Buscó empleo en casas, regó hojas de vida, hasta que en enero de este año una amiga le presentó a don Antonio, dueño con su hermano de un taller de confección de camisas en el mismo barrio Miramar. Digna le cayó bien al hombre, quien para colaborarle le dio empleo de medio tiempo, dividido entre su casa y el taller. Esto es, dos semanas haciendo aseo y cocinando el almuerzo en casa de don Antonio, solo en las mañanas, con sueldo de $150 mil la semana; y las otras dos semanas en el taller de confecciones en el terminado de las camisas, cobrando por prenda trabajada, lo que a la semana le representa apenas $100 mil porque le falta práctica.

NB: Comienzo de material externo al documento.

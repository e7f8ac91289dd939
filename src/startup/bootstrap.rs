//! Logging while the configuration is still being loaded
//!
//! The real subscriber depends on the `logging` config section, so config
//! loading runs under a temporary subscriber instead of emitting into nothing.

use tracing::Subscriber;
use tracing_subscriber::fmt::MakeWriter;
use tracing_subscriber::EnvFilter;

/// Plain-text subscriber used until the configured one is installed
pub fn bootstrap_subscriber<W>(level: &str, writer: W) -> impl Subscriber + Send + Sync
where
    W: for<'w> MakeWriter<'w> + Send + Sync + 'static,
{
    let env_filter = EnvFilter::try_from_default_env().unwrap_or_else(|_| EnvFilter::new(level));

    tracing_subscriber::fmt()
        .with_env_filter(env_filter)
        .with_target(false)
        .with_ansi(false)
        .with_writer(writer)
        .finish()
}

/// Run `f` with the bootstrap subscriber writing to stderr
pub fn with_bootstrap_logging<T>(level: &str, f: impl FnOnce() -> T) -> T {
    tracing::subscriber::with_default(bootstrap_subscriber(level, std::io::stderr), f)
}
use std::time::{SystemTime, UNIX_EPOCH};

fn main() -> Result<(), Box<dyn std::error::Error>> {
    // Compile protobuf files
    tonic_build::compile_protos("proto/external_callout.proto")?;

    // Stamp the build time so the callout can report it in diagnostic headers
    record_build_time();

    Ok(())
}

fn record_build_time() {
    let epoch_secs = SystemTime::now()
        .duration_since(UNIX_EPOCH)
        .map(|d| d.as_secs())
        .unwrap_or(0);

    println!("cargo:rustc-env=CALLOUT_BUILD_EPOCH={}", epoch_secs);
    println!("cargo:rerun-if-changed=proto/external_callout.proto");
    println!("cargo:rerun-if-changed=src");
    println!("cargo:rerun-if-changed=Cargo.toml");
}
//! Startup logging

use crate::config::{Config, RuleSourceConfig, StalePolicy};
use std::path::Path;
use tracing::{info, warn};

/// Logs the resolved configuration at startup
pub struct StartupLogger;

impl StartupLogger {
    /// Display startup information for the resolved configuration
    pub fn display_startup_info(config: &Config, config_path: &Path, version: &str) {
        info!("🚀 MCP Authz Callout v{} starting...", version);
        info!("");

        Self::display_configuration(config_path);
        Self::display_rule_source(config);
        Self::display_cache_policy(config);
        Self::display_server_information(config);
    }

    fn display_configuration(config_path: &Path) {
        info!("📁 Configuration:");
        if config_path.exists() {
            info!("   Config file: {:?} ✅", config_path);
        } else {
            info!("   Config file: built-in defaults ({:?} not found)", config_path);
        }
        info!("");
    }

    fn display_rule_source(config: &Config) {
        info!("📋 Rule Source:");
        info!("   {}", config.rules.source.describe());

        if let RuleSourceConfig::Sheets(sheets) = &config.rules.source {
            match (&sheets.access_token, &sheets.api_key) {
                (Some(_), _) => info!("   Credentials: bearer access token"),
                (None, Some(_)) => info!("   Credentials: API key"),
                (None, None) => warn!("   ⚠️  No Sheets credentials configured, the sheet must be public"),
            }
        }
        info!("");
    }

    fn display_cache_policy(config: &Config) {
        let rules = &config.rules;
        info!("⏱️  Rule Cache:");
        info!("   TTL: {}s, fetch timeout: {}s", rules.cache_ttl_secs, rules.fetch_timeout_secs);
        match (rules.stale_policy, rules.max_stale_secs) {
            (StalePolicy::FailClosed, _) => info!("   On refresh failure: fail closed (deny)"),
            (StalePolicy::ServeStale, Some(max)) => {
                info!("   On refresh failure: serve cached table for up to {}s", max)
            }
            (StalePolicy::ServeStale, None) => info!("   On refresh failure: serve cached table"),
        }
        info!("");
    }

    fn display_server_information(config: &Config) {
        let server = &config.server;
        info!("🌐 Server Information:");
        if server.grpc_enabled {
            info!("   gRPC callout: {}:{}", server.host, server.grpc_port);
        }
        if server.http_enabled {
            info!("   HTTP: http://{}:{}", server.host, server.http_port);
        }
        info!("   Verdict variable: {}", config.callout.verdict_variable);
        info!("");
    }
}

/// Display startup banner with version information
pub fn display_startup_banner(version: &str) {
    info!("");
    info!("╔══════════════════════════════════════════════════════════════╗");
    info!("║                   MCP Authz Callout v{}                   ║", version);
    info!("║          Rule-table access decisions for MCP gateways        ║");
    info!("╚══════════════════════════════════════════════════════════════╝");
    info!("");
}
//! Callout server: wires the rule store, the shim and both transports

use super::grpc::ExternalCalloutServer;
use super::http::configure_routes;
use super::shim::CalloutShim;
use crate::config::Config;
use crate::error::{CalloutError, Result};
use crate::store::{build_source, RuleStore};
use actix_web::{middleware::Logger, web, App, HttpServer};
use std::net::SocketAddr;
use std::sync::Arc;
use std::time::Duration;
use tonic::transport::Server;
use tracing::{error, info, warn};

/// The assembled callout service
pub struct CalloutServer {
    config: Config,
    shim: Arc<CalloutShim>,
}

impl CalloutServer {
    /// Build the rule source, the cache and the shim from configuration
    pub fn new(config: Config) -> Result<Self> {
        let http_client = reqwest::Client::builder()
            .timeout(Duration::from_secs(config.rules.fetch_timeout_secs))
            .user_agent(format!("{}/{}", env!("CARGO_PKG_NAME"), crate::VERSION))
            .build()?;

        let source = build_source(&config.rules.source, http_client)?;
        let store = Arc::new(RuleStore::new(source, config.rules.cache_settings()));
        let shim = Arc::new(CalloutShim::new(store, config.callout.clone()));

        Ok(Self { config, shim })
    }

    pub fn shim(&self) -> &Arc<CalloutShim> {
        &self.shim
    }

    /// Load the rule table once before serving. A failure is logged, not
    /// fatal: requests deny until the source comes back.
    pub async fn warm_up(&self) {
        match self.shim.store().fetch().await {
            Ok(rules) => info!("Rule table ready: {} rules", rules.len()),
            Err(e) => warn!("Initial rule load failed, denying until the source recovers: {}", e),
        }
    }

    fn socket_addr(&self, port: u16) -> Result<SocketAddr> {
        format!("{}:{}", self.config.server.host, port)
            .parse()
            .map_err(|e| CalloutError::config(format!("Invalid listen address {}:{}: {}", self.config.server.host, port, e)))
    }

    /// Serve until ctrl-c
    pub async fn run(self) -> Result<()> {
        let server = &self.config.server;

        let grpc_task = if server.grpc_enabled {
            let grpc_addr = self.socket_addr(server.grpc_port)?;
            let service = ExternalCalloutServer::new(Arc::clone(&self.shim)).into_service();

            info!("Starting gRPC callout server on {}", grpc_addr);
            Some(tokio::spawn(async move {
                let result = Server::builder()
                    .add_service(service)
                    .serve_with_shutdown(grpc_addr, async {
                        let _ = tokio::signal::ctrl_c().await;
                    })
                    .await;
                if let Err(e) = &result {
                    error!("gRPC server failed: {}", e);
                }
                result
            }))
        } else {
            None
        };

        let http_server = if server.http_enabled {
            let http_addr = self.socket_addr(server.http_port)?;
            let shim_data = web::Data::new(Arc::clone(&self.shim));

            info!("Starting HTTP server on {}", http_addr);
            Some(
                HttpServer::new(move || {
                    App::new()
                        .app_data(shim_data.clone())
                        .wrap(Logger::default())
                        .configure(configure_routes)
                })
                .bind(http_addr)?
                .run(),
            )
        } else {
            None
        };

        // The gateway only talks gRPC: when that surface stops, HTTP stops with it
        match (http_server, grpc_task) {
            (Some(http), Some(mut grpc)) => {
                let http_handle = http.handle();
                tokio::select! {
                    result = http => {
                        result?;
                        grpc_outcome(grpc.await)?;
                    }
                    result = &mut grpc => {
                        http_handle.stop(true).await;
                        grpc_outcome(result)?;
                    }
                }
            }
            (Some(http), None) => http.await?,
            (None, Some(grpc)) => grpc_outcome(grpc.await)?,
            (None, None) => {}
        }

        info!("Callout servers stopped");
        Ok(())
    }
}

fn grpc_outcome(
    joined: std::result::Result<std::result::Result<(), tonic::transport::Error>, tokio::task::JoinError>,
) -> Result<()> {
    joined.map_err(|e| CalloutError::Internal(anyhow::anyhow!("gRPC server task failed: {}", e)))??;
    Ok(())
}
//! Google Sheets rule source
//!
//! Reads the rule table with the Sheets v4 `values.get` call. The sheet is
//! read-only from here; editing rules happens in the spreadsheet itself.

use super::source::RuleSource;
use crate::config::SheetsSourceConfig;
use crate::error::{CalloutError, Result};
use async_trait::async_trait;
use secrecy::{ExposeSecret, Secret};
use serde::Deserialize;
use serde_json::Value;
use tracing::debug;
use url::Url;

/// Response body of `spreadsheets.values.get`
#[derive(Debug, Deserialize)]
struct ValueRange {
    #[serde(default)]
    range: Option<String>,
    /// Absent when the range holds no data
    #[serde(default)]
    values: Vec<Vec<Value>>,
}

/// How requests to the Sheets API authenticate
#[derive(Clone)]
enum SheetsCredentials {
    ApiKey(Secret<String>),
    AccessToken(Secret<String>),
    Anonymous,
}

/// Rule source backed by a spreadsheet range
pub struct SheetsRuleSource {
    http_client: reqwest::Client,
    values_url: Url,
    spreadsheet_id: String,
    range: String,
    credentials: SheetsCredentials,
}

impl SheetsRuleSource {
    /// Create a new Sheets source; fails on an unusable API base URL
    pub fn new(config: &SheetsSourceConfig, http_client: reqwest::Client) -> Result<Self> {
        let values_url = Self::values_url(&config.api_base, &config.spreadsheet_id, &config.range)?;

        // An access token takes precedence: it also works for private sheets
        let credentials = match (&config.access_token, &config.api_key) {
            (Some(token), _) => SheetsCredentials::AccessToken(token.clone()),
            (None, Some(key)) => SheetsCredentials::ApiKey(key.clone()),
            (None, None) => SheetsCredentials::Anonymous,
        };

        Ok(Self {
            http_client,
            values_url,
            spreadsheet_id: config.spreadsheet_id.clone(),
            range: config.range.clone(),
            credentials,
        })
    }

    fn values_url(api_base: &str, spreadsheet_id: &str, range: &str) -> Result<Url> {
        let raw = format!(
            "{}/v4/spreadsheets/{}/values/{}",
            api_base.trim_end_matches('/'),
            urlencoding::encode(spreadsheet_id),
            urlencoding::encode(range)
        );
        Url::parse(&raw).map_err(|e| CalloutError::config(format!("Invalid Sheets API URL '{}': {}", raw, e)))
    }

    fn cell_to_string(cell: Value) -> String {
        match cell {
            Value::String(s) => s,
            Value::Null => String::new(),
            other => other.to_string(),
        }
    }
}

#[async_trait]
impl RuleSource for SheetsRuleSource {
    async fn fetch_rows(&self) -> Result<Vec<Vec<String>>> {
        let mut url = self.values_url.clone();
        if let SheetsCredentials::ApiKey(key) = &self.credentials {
            url.query_pairs_mut().append_pair("key", key.expose_secret());
        }

        debug!("Fetching rule table from spreadsheet {} range {}", self.spreadsheet_id, self.range);

        let mut request = self.http_client.get(url);
        if let SheetsCredentials::AccessToken(token) = &self.credentials {
            request = request.bearer_auth(token.expose_secret());
        }

        let response = request.send().await.map_err(|e| {
            CalloutError::source_unavailable(format!(
                "Failed to reach Sheets API for {}: {}",
                self.spreadsheet_id,
                e.without_url()
            ))
        })?;

        let status = response.status();
        if !status.is_success() {
            return Err(CalloutError::source_unavailable(format!(
                "Sheets API returned {} for spreadsheet {}",
                status, self.spreadsheet_id
            )));
        }

        let body: ValueRange = response.json().await.map_err(|e| {
            CalloutError::malformed_source(format!(
                "Sheets API response for {} could not be decoded: {}",
                self.spreadsheet_id,
                e.without_url()
            ))
        })?;

        debug!(
            "Sheets API returned {} rows for range {}",
            body.values.len(),
            body.range.as_deref().unwrap_or(&self.range)
        );

        let mut rows: Vec<Vec<String>> = body
            .values
            .into_iter()
            .map(|row| row.into_iter().map(Self::cell_to_string).collect())
            .collect();

        if rows.first().map(|row| is_header_row(row)).unwrap_or(false) {
            debug!("Skipping header row of spreadsheet {}", self.spreadsheet_id);
            rows.remove(0);
        }

        Ok(rows)
    }

    fn describe(&self) -> String {
        format!("sheets:{} ({})", self.spreadsheet_id, self.range)
    }
}

/// The sheet's column titles: first cell `group`, any case
fn is_header_row(row: &[String]) -> bool {
    row.first()
        .map(|cell| cell.trim().eq_ignore_ascii_case("group"))
        .unwrap_or(false)
}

Total, en un mes Digna se gana $500 mil, si mucho.

O se ganaba, porque por la cuarentena ya no los gana, al igual que las 25 mujeres que laboran en el taller, todas encerradas en sus casas desde el martes de la semana pasada sin ningún ingreso porque su trabajo es a destajo, ganan por lo realizado. Con el agravante de que la emergencia tomó a Don Antonio por sorpresa y no alcanzó a despachar la mercancía terminada en la semana, por lo que el pago de ésta se quedó sin recaudar y Digna y las otras se tuvieron que ir a su casa sin esa platica. Pero por lo menos saben la tienen fija cuando se levante la cuarentena. Lo único a su favor es que ya pagó el mes de arriendo.

Para efectos de su encierro en cuarentena, con los víveres que tenía guardados y los que alcanzó a comprar se hizo a un mercado que, calcula, le aguante para tres semanas, si mucho. Después no sabe qué será de ella si la cuarentena se prolonga más de la cuenta, porque no tiene un peso. Quién sabe si le tocará salir al rebusque y a exponerse al monstruo invisible del Covid-19, esa será su difícil disyuntiva. O si don Antonio no se quiebra y puede volver a darle trabajo, algo que por ahora ve improbable.

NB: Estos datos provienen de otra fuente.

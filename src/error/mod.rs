//! Error handling for the ranking pipeline.

use std::{fmt, io};

use arrow::error::ArrowError;
use parquet::errors::ParquetError;

/// Specialized error type for the ranking pipeline
#[derive(Debug)]
pub enum PipelineError {
    /// Error opening or reading a dataset file
    IoError(io::Error),
    /// Error decoding CSV or Arrow data
    ArrowError(ArrowError),
    /// Error processing Parquet data
    ParquetError(ParquetError),
    /// Error with dataset shape: a required column is missing or has the wrong type
    SchemaError(String),
    /// Any other wrapped failure
    Other(anyhow::Error),
}

impl PipelineError {
    /// Error for a required column absent from an input table
    #[must_use]
    pub fn missing_column(table: &str, column: &str) -> Self {
        Self::SchemaError(format!(
            "required column '{column}' missing from {table} dataset"
        ))
    }
}

impl From<io::Error> for PipelineError {
    fn from(error: io::Error) -> Self {
        Self::IoError(error)
    }
}

impl From<ArrowError> for PipelineError {
    fn from(error: ArrowError) -> Self {
        Self::ArrowError(error)
    }
}

impl From<ParquetError> for PipelineError {
    fn from(error: ParquetError) -> Self {
        Self::ParquetError(error)
    }
}

impl From<anyhow::Error> for PipelineError {
    fn from(error: anyhow::Error) -> Self {
        Self::Other(error)
    }
}

impl fmt::Display for PipelineError {
    fn fmt(&self, f: &mut fmt::Formatter<'_>) -> fmt::Result {
        match self {
            Self::IoError(e) => write!(f, "IO error: {e}"),
            Self::ArrowError(e) => write!(f, "Arrow error: {e}"),
            Self::ParquetError(e) => write!(f, "Parquet error: {e}"),
            Self::SchemaError(msg) => write!(f, "Schema error: {msg}"),
            Self::Other(e) => write!(f, "{e}"),
        }
    }
}

impl std::error::Error for PipelineError {}

/// Result type for pipeline operations
pub type Result<T> = std::result::Result<T, PipelineError>;
//! Data-quality pass over the job dataset.

use serde::Serialize;

use crate::models::JobRecord;
use crate::utils::stats::{SummaryStats, iqr_outlier_count, summary};

/// Missing-cell count for one field
#[derive(Debug, Clone, Serialize)]
pub struct FieldMissingCount {
    /// Field name
    pub field: &'static str,
    /// Number of rows missing a value
    pub missing: usize,
    /// Share of all rows, as a percentage rounded to two decimals
    pub percentage: f64,
}

/// Per-field missing-value profile over the fields that can be absent.
///
/// `required_skills` counts as missing when the cell was empty or
/// whitespace-only, since an empty skill list carries no information.
#[must_use]
pub fn missing_value_profile(records: &[JobRecord]) -> Vec<FieldMissingCount> {
    let counts: [(&'static str, usize); 4] = [
        (
            "experience_level",
            records.iter().filter(|r| r.experience_level.is_none()).count(),
        ),
        (
            "posting_date",
            records.iter().filter(|r| r.posting_date.is_none()).count(),
        ),
        (
            "benefits_score",
            records.iter().filter(|r| r.benefits_score.is_none()).count(),
        ),
        (
            "required_skills",
            records
                .iter()
                .filter(|r| r.required_skills.trim().is_empty())
                .count(),
        ),
    ];

    let total = records.len();
    counts
        .into_iter()
        .map(|(field, missing)| FieldMissingCount {
            field,
            missing,
            percentage: if total == 0 {
                0.0
            } else {
                (missing as f64 / total as f64 * 10_000.0).round() / 100.0
            },
        })
        .collect()
}

/// Summary statistics of the nominal salary column; `None` on an empty dataset
#[must_use]
pub fn salary_summary(records: &[JobRecord]) -> Option<SummaryStats> {
    let salaries: Vec<f64> = records.iter().map(|r| r.salary_usd).collect();
    summary(&salaries)
}

/// Number of raw salaries outside the IQR fences of their own distribution.
///
/// Reported as a data-quality figure only — unlike the adjusted-salary
/// filter, nothing is removed here.
#[must_use]
pub fn salary_outlier_count(records: &[JobRecord]) -> usize {
    let salaries: Vec<f64> = records.iter().map(|r| r.salary_usd).collect();
    iqr_outlier_count(&salaries)
}
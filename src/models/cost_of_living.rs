//! Cost-of-living row model.

use serde::{Deserialize, Serialize};

/// One country's cost-of-living indices, relative to NYC = 100.
///
/// The country name is the natural key but is neither guaranteed unique nor
/// normalized — rows may carry stray whitespace. Index cells that failed
/// numeric coercion at load time are `None`, so a matched row can still
/// contribute only some of its indices.
#[derive(Debug, Clone, Serialize, Deserialize)]
pub struct CostOfLivingRecord {
    /// Country name as it appears in the dataset
    pub country: String,
    /// Cost of living excluding rent
    pub cost_of_living_index: Option<f64>,
    /// Combined cost of living and rent
    pub cost_of_living_plus_rent_index: Option<f64>,
    /// Local purchasing power
    pub local_purchasing_power_index: Option<f64>,
}
//! Monthly posting and salary trends.

use std::collections::BTreeMap;

use serde::Serialize;

use crate::models::JobRecord;

/// One month of aggregated postings
#[derive(Debug, Clone, Serialize)]
pub struct MonthlyTrend {
    /// Month key, `YYYY-MM`
    pub month: String,
    /// Number of postings that month
    pub job_count: usize,
    /// Arithmetic mean of nominal salaries
    pub avg_salary: f64,
    /// Arithmetic mean of required years of experience
    pub avg_years_experience: f64,
    /// Percent change in posting count vs the previous month; `None` for the first
    pub job_growth_pct: Option<f64>,
    /// Percent change in mean salary vs the previous month; `None` for the first
    pub salary_growth_pct: Option<f64>,
}

/// Monthly trend rows in ascending month order.
///
/// Postings without a date are skipped; growth percentages compare against
/// the immediately preceding month present in the data, not the calendar
/// predecessor.
#[must_use]
pub fn monthly_trends(records: &[JobRecord]) -> Vec<MonthlyTrend> {
    let mut groups: BTreeMap<String, (usize, f64, f64)> = BTreeMap::new();
    for record in records {
        let Some(date) = record.posting_date else {
            continue;
        };
        let entry = groups
            .entry(date.format("%Y-%m").to_string())
            .or_insert((0, 0.0, 0.0));
        entry.0 += 1;
        entry.1 += record.salary_usd;
        entry.2 += record.years_experience;
    }

    let mut trends = Vec::with_capacity(groups.len());
    let mut previous: Option<(usize, f64)> = None;
    for (month, (job_count, salary_sum, years_sum)) in groups {
        let avg_salary = salary_sum / job_count as f64;
        trends.push(MonthlyTrend {
            month,
            job_count,
            avg_salary,
            avg_years_experience: years_sum / job_count as f64,
            job_growth_pct: previous
                .map(|(prev_count, _)| (job_count as f64 - prev_count as f64) / prev_count as f64 * 100.0),
            salary_growth_pct: previous
                .map(|(_, prev_salary)| (avg_salary - prev_salary) / prev_salary * 100.0),
        });
        previous = Some((job_count, avg_salary));
    }
    trends
}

“Cuando mi patrón me llamó lo noté muy preocupado y triste, porque él vive de la producción de su taller, y si no produce se quiebra”, concluye. Al igual que decenas de miles de microempresarios formales del país.

Y en su casa seguramente don Antonio tampoco la necesitará para que le haga el aseo y el almuerzo. “Él no se vara, cocina y sabe hacer todas las labores de dentrodería”, dice Digna, que bien lo conoce.

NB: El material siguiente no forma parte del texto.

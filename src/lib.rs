//! A Rust library for computing purchasing-power-adjusted salary rankings
//! from job market data, with schema validation, IQR outlier filtering, and
//! dataset-quality analysis.
//!
//! Two tabular inputs — job postings and per-country cost-of-living indices —
//! are joined on the country name, scored with a clamped weighted
//! cost-of-living figure, filtered for statistical outliers, and aggregated
//! into a per-country ranking. All outputs are plain rows for an external
//! presentation layer; nothing here renders.

pub mod algorithm;
pub mod analysis;
pub mod config;
pub mod error;
pub mod loader;
pub mod models;
pub mod schema;
pub mod utils;

// Re-export the most common types for easier use
// Core types
pub use config::{DEFAULT_MIN_POSTINGS, DEFAULT_TOP_N, PipelineConfig};
pub use error::{PipelineError, Result};
pub use models::{
    CostOfLivingRecord, CountryRanking, EnrichedRecord, ExperienceLevel, JobRecord, ScoredRecord,
};

// Arrow types
pub use arrow::record_batch::RecordBatch;

// Pipeline entry points
pub use algorithm::{compute_ppp_ranking, compute_ppp_ranking_with_config, compute_scored_records};

// Dataset loading
pub use loader::{
    cost_of_living_from_batches, jobs_from_batches, load_cost_of_living_csv,
    load_cost_of_living_parquet, load_jobs_csv, load_jobs_parquet, load_jobs_parquet_dir,
};

// Statistics utilities
pub use utils::stats::{IqrFences, SummaryStats, iqr_fences, quantile};
//! Normalization, clamping, and the adjusted-salary calculation.

use crate::config::{
    LPP_MAX, LPP_MIN, SALARY_FLOOR_USD, WEIGHTED_COL_MAX, WEIGHTED_COL_MIN,
};
use crate::models::{EnrichedRecord, ScoredRecord};

/// Weighted cost-of-living figure, clamped into `[WEIGHTED_COL_MIN, WEIGHTED_COL_MAX]`.
///
/// Both indices present ⇒ an even 50/50 blend; exactly one present ⇒ that
/// value unweighted; neither ⇒ `None`, which excludes the row later.
#[must_use]
pub fn weighted_cost_of_living(col_index: Option<f64>, col_plus_rent: Option<f64>) -> Option<f64> {
    let raw = match (col_index, col_plus_rent) {
        (Some(col), Some(rent)) => 0.5 * col + 0.5 * rent,
        (Some(col), None) => col,
        (None, Some(rent)) => rent,
        (None, None) => return None,
    };
    Some(raw.clamp(WEIGHTED_COL_MIN, WEIGHTED_COL_MAX))
}

/// Local purchasing power clamped into `[LPP_MIN, LPP_MAX]`; `None` passes through
#[must_use]
pub fn clamp_purchasing_power(lpp: Option<f64>) -> Option<f64> {
    lpp.map(|v| v.clamp(LPP_MIN, LPP_MAX))
}

/// Purchasing-power-adjusted salary:
/// `salary_usd * (clamped_lpp / 100) / (weighted_col / 100)`.
///
/// Computed only when both clamped indices are present and the nominal
/// salary reaches [`SALARY_FLOOR_USD`]. A violated precondition yields
/// `None` — a silent exclusion, not an error. The clamp keeps `weighted_col`
/// at 40 or above, but a non-positive or non-finite figure is still rejected
/// here rather than divided by, in case the clamp was bypassed.
#[must_use]
pub fn ppp_salary(
    salary_usd: f64,
    weighted_col: Option<f64>,
    clamped_lpp: Option<f64>,
) -> Option<f64> {
    let weighted_col = weighted_col?;
    let clamped_lpp = clamped_lpp?;
    if salary_usd < SALARY_FLOOR_USD {
        return None;
    }
    if weighted_col <= 0.0 || !weighted_col.is_finite() {
        return None;
    }
    Some(salary_usd * (clamped_lpp / 100.0) / (weighted_col / 100.0))
}

/// Score one join-output row
#[must_use]
pub fn score_record(enriched: EnrichedRecord) -> ScoredRecord {
    let weighted_col = weighted_cost_of_living(enriched.col_index, enriched.col_plus_rent);
    let clamped_lpp = clamp_purchasing_power(enriched.lpp);
    let ppp_salary = ppp_salary(enriched.job.salary_usd, weighted_col, clamped_lpp);
    ScoredRecord {
        enriched,
        weighted_col,
        clamped_lpp,
        ppp_salary,
    }
}
//! Dataset shape validation.
//!
//! Structural problems — a required column missing, or the salary column
//! carrying a non-numeric type — are fatal and surface here before any row
//! is decoded. Per-cell anomalies are handled leniently by the loader.

use arrow::datatypes::Schema;

use crate::error::{PipelineError, Result};

/// Columns the job dataset must carry
pub const JOB_REQUIRED_COLUMNS: [&str; 8] = [
    "job_id",
    "company_location",
    "salary_usd",
    "years_experience",
    "experience_level",
    "remote_ratio",
    "required_skills",
    "posting_date",
];

/// Optional job column, consumed only by the correlation analysis
pub const JOB_BENEFITS_COLUMN: &str = "benefits_score";

/// Columns the cost-of-living dataset must carry
pub const COST_OF_LIVING_REQUIRED_COLUMNS: [&str; 4] = [
    "Country",
    "Cost of Living Index",
    "Cost of Living Plus Rent Index",
    "Local Purchasing Power Index",
];

/// Validate that `schema` carries every column in `required`
///
/// # Errors
/// Returns a `SchemaError` naming the first missing column.
pub fn validate_required_columns(
    schema: &Schema,
    required: &[&str],
    table: &str,
) -> Result<()> {
    for column in required {
        if schema.field_with_name(column).is_err() {
            return Err(PipelineError::missing_column(table, column));
        }
    }
    Ok(())
}

/// Validate that `column` holds a numeric Arrow type
///
/// # Errors
/// Returns a `SchemaError` if the column is missing or non-numeric.
pub fn validate_numeric_column(schema: &Schema, column: &str, table: &str) -> Result<()> {
    let field = schema
        .field_with_name(column)
        .map_err(|_| PipelineError::missing_column(table, column))?;
    if field.data_type().is_numeric() {
        Ok(())
    } else {
        Err(PipelineError::SchemaError(format!(
            "column '{column}' in {table} dataset must be numeric, found {:?}",
            field.data_type()
        )))
    }
}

Y mientras espera que suceda lo que tenga que suceder, se entretiene leyendo la Biblia y los folletos que le entregan en su comunidad, porque Digna es cristiana. O lee los talleres y documentos que le entregan en Bien Humano, fundación que en Medellín apoya las reivindicaciones de las trabajadoras domésticas. O habla por el chad del WhatsApp y el Facebook con sus compañeras de Utrasd.

Y piensa que más benigno hubiese sido su encierro de poder contar con Lina, la amiga con quien comparte gastos de apartamento. Ésta trabaja de interna en una casa en Envigado, donde le ha tocado pasar la cuarentena también totalmente sola porque su patrona viaja mucho al exterior, y por allá anda. Su único trabajo en estos días de encierro –por el que por fortuna le paga su patrona– consiste en cuidar dos perritos mascotas, solo eso.